Beides natürlich – kombiniert oder einzeln – das ist ja das tolle am schweizerischen Bildungssystem.
Welche Veränderungen im Bildungssystem erwarten Sie in den nächsten Jahren?
Lebenslanges Lernen – das ist keine leere Floskel. Ich denke, heutige und zukünftige Generationen werden sich ein Leben lang (weiter)bilden. Nur einen Abschluss zu besitzen, wird mehr und mehr zur Ausnahme.
Welches Studium bzw. Weiterbildung würde Sie momentan interessieren?
Wo soll ich anfangen beziehungsweise wie viele Zeichen stehen mir zur Verfügung 🙂 ? Ich könnte ständig lernen und studieren. Ich hatte das grosse Glück, dass ich immer gern zur Schule ging und noch heute gerne lerne. Momentan beschränke ich mich aber aufs Büffeln von russischem Vokabular und Einprägen der Texte für meine Stadtrundgänge.
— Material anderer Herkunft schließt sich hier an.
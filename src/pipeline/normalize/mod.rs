mod gps;
mod wellness;

use chrono::{DateTime, NaiveDate, NaiveDateTime};
use serde::Serialize;

use crate::types::session::SessionRecord;
use crate::types::table::RawTable;
use crate::types::wellness::WellnessRecord;

pub use gps::{gps_to_raw, GpsNormalizer};
pub use wellness::{wellness_to_raw, WellnessNormalizer};

pub trait Normalizer {
    type Record;

    fn normalize(&self, raw: &RawTable) -> Normalized<Self::Record>;
}

#[derive(Debug, Clone, PartialEq)]
pub struct Normalized<R> {
    pub records: Vec<R>,
    pub report: NormalizeReport,
}

#[derive(Debug, Clone, Default, PartialEq, Eq, Serialize)]
pub struct NormalizeReport {
    pub rows_read: usize,
    pub rows_kept: usize,
    pub rows_dropped: usize,
    pub unparsed_dates: usize,
}

pub fn normalize_gps(raw: &RawTable) -> Normalized<SessionRecord> {
    GpsNormalizer.normalize(raw)
}

pub fn normalize_wellness(raw: &RawTable) -> Normalized<WellnessRecord> {
    WellnessNormalizer.normalize(raw)
}

// Slash dates are tried month-first and fall back to day-first, so
// "01/05/2024" is 5 January while "25/05/2024" is 25 May.
const DATETIME_FORMATS: [&str; 10] = [
    "%Y-%m-%d %H:%M:%S",
    "%Y-%m-%d %H:%M:%S%.f",
    "%Y-%m-%dT%H:%M:%S",
    "%Y-%m-%dT%H:%M:%S%.f",
    "%Y-%m-%d %H:%M",
    "%m/%d/%Y %H:%M:%S",
    "%m/%d/%Y %H:%M",
    "%d/%m/%Y %H:%M:%S",
    "%d/%m/%Y %H:%M",
    "%d.%m.%Y %H:%M:%S",
];

const DATE_FORMATS: [&str; 6] = [
    "%Y-%m-%d",
    "%m/%d/%Y",
    "%d/%m/%Y",
    "%d-%m-%Y",
    "%d.%m.%Y",
    "%Y/%m/%d",
];

/// Parses a timestamp cell; date-only text reads as midnight.
pub fn parse_timestamp(text: &str) -> Option<NaiveDateTime> {
    let text = text.trim();
    if text.is_empty() {
        return None;
    }

    DATETIME_FORMATS
        .iter()
        .find_map(|fmt| NaiveDateTime::parse_from_str(text, fmt).ok())
        .or_else(|| {
            DateTime::parse_from_rfc3339(text)
                .ok()
                .map(|dt| dt.naive_local())
        })
        .or_else(|| {
            DATE_FORMATS
                .iter()
                .find_map(|fmt| NaiveDate::parse_from_str(text, fmt).ok())
                .and_then(|d| d.and_hms_opt(0, 0, 0))
        })
}

pub fn parse_calendar_date(text: &str) -> Option<NaiveDate> {
    parse_timestamp(text).map(|ts| ts.date())
}

fn is_blank(row: &[String]) -> bool {
    row.iter().all(|c| c.trim().is_empty())
}

fn non_empty(text: &str) -> Option<String> {
    let text = text.trim();
    if text.is_empty() {
        None
    } else {
        Some(text.to_string())
    }
}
Haben Sie ein (politisches) Vorbild?
Ich bewundere immer wieder Menschen aus allen möglichen Sparten des Lebens, auch Politiker und Politikerinnen. Nacheifern tue ich aber niemandem, das braucht zu viel Energie und die brauche ich doch fürs russische Vokabular 😉 .
Sibyl Eigenmann ist 34 Jahre alt und wohnt mit ihrem Freund im Berner Marziliquartier. Die Nähe zur Aare möchte sie genau so wenig missen, wie zu den Bergen des Berner Oberlandes, wo sie im Sommer wie im Winter viel Zeit verbringt. Daneben lernt sie gerne Sprachen, wenn auch – nach eigenen Angaben – eher talentfrei. Sie studierte in Genf, Louvain (Belgien) und St.Gallen und arbeitet bei der Postfinance. Nebenberuflich leitet sie Stadtrundgänge bei Stattland.
Wir danken Sibyl Eigenmann für das Interview.